* WHAT YOU ARE ASKED TO DO:
In the records below, find the line that contains "pub const fn udp_addr(&self)" and the line that contains "or extra fields.". Set down exactly those lines and every line between them, and nothing more.

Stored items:
■ ■ ■ ■ ■ ■ ■
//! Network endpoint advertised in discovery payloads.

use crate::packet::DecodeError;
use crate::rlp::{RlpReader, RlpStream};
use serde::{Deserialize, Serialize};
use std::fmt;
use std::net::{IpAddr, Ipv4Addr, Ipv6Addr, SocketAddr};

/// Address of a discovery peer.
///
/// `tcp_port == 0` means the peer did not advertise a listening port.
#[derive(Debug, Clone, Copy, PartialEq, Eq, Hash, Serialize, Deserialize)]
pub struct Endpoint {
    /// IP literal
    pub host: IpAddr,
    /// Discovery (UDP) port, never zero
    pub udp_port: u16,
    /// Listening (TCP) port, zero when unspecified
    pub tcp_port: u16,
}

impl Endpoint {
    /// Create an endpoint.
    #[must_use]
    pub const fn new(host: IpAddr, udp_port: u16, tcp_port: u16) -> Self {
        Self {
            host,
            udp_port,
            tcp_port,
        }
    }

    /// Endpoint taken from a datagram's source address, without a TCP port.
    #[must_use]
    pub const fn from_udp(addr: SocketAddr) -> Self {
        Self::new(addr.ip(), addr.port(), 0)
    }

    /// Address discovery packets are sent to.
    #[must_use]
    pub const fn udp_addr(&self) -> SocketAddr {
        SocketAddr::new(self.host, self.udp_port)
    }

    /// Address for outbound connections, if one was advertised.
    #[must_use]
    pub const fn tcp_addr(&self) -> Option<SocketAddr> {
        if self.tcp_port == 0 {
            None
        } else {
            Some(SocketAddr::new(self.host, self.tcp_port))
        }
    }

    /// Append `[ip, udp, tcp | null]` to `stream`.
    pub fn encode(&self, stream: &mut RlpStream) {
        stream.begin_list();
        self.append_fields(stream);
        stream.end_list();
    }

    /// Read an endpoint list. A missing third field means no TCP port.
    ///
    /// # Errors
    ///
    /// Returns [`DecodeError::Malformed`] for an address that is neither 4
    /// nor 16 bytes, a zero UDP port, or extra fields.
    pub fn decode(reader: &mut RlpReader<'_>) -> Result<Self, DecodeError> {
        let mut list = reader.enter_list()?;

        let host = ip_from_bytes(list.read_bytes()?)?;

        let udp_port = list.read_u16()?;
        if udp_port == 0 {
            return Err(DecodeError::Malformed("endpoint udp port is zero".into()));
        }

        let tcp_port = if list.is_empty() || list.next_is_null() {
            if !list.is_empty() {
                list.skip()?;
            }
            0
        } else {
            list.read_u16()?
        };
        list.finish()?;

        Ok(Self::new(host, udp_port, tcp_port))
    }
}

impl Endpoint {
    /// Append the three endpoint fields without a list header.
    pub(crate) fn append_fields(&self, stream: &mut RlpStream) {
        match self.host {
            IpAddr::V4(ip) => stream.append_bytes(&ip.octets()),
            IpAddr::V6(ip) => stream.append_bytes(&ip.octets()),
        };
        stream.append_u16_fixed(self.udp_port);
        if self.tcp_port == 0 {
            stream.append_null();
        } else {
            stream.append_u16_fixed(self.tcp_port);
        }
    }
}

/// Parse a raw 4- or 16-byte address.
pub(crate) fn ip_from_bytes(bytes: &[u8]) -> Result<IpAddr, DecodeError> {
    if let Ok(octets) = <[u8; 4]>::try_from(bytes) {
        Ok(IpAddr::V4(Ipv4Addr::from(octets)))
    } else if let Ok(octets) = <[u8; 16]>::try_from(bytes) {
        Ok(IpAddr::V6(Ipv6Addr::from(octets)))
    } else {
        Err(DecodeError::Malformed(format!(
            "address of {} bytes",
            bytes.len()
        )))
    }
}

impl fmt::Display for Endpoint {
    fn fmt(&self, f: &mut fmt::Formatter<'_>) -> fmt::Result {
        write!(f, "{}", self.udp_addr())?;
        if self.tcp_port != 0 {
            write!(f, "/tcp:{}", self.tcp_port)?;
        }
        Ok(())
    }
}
■ ■ ■ ■ ■ ■ ■
* ANSWER:
    pub const fn udp_addr(&self) -> SocketAddr {
        SocketAddr::new(self.host, self.udp_port)
    }

    /// Address for outbound connections, if one was advertised.
    #[must_use]
    pub const fn tcp_addr(&self) -> Option<SocketAddr> {
        if self.tcp_port == 0 {
            None
        } else {
            Some(SocketAddr::new(self.host, self.tcp_port))
        }
    }

    /// Append `[ip, udp, tcp | null]` to `stream`.
    pub fn encode(&self, stream: &mut RlpStream) {
        stream.begin_list();
        self.append_fields(stream);
        stream.end_list();
    }

    /// Read an endpoint list. A missing third field means no TCP port.
    ///
    /// # Errors
    ///
    /// Returns [`DecodeError::Malformed`] for an address that is neither 4
    /// nor 16 bytes, a zero UDP port, or extra fields.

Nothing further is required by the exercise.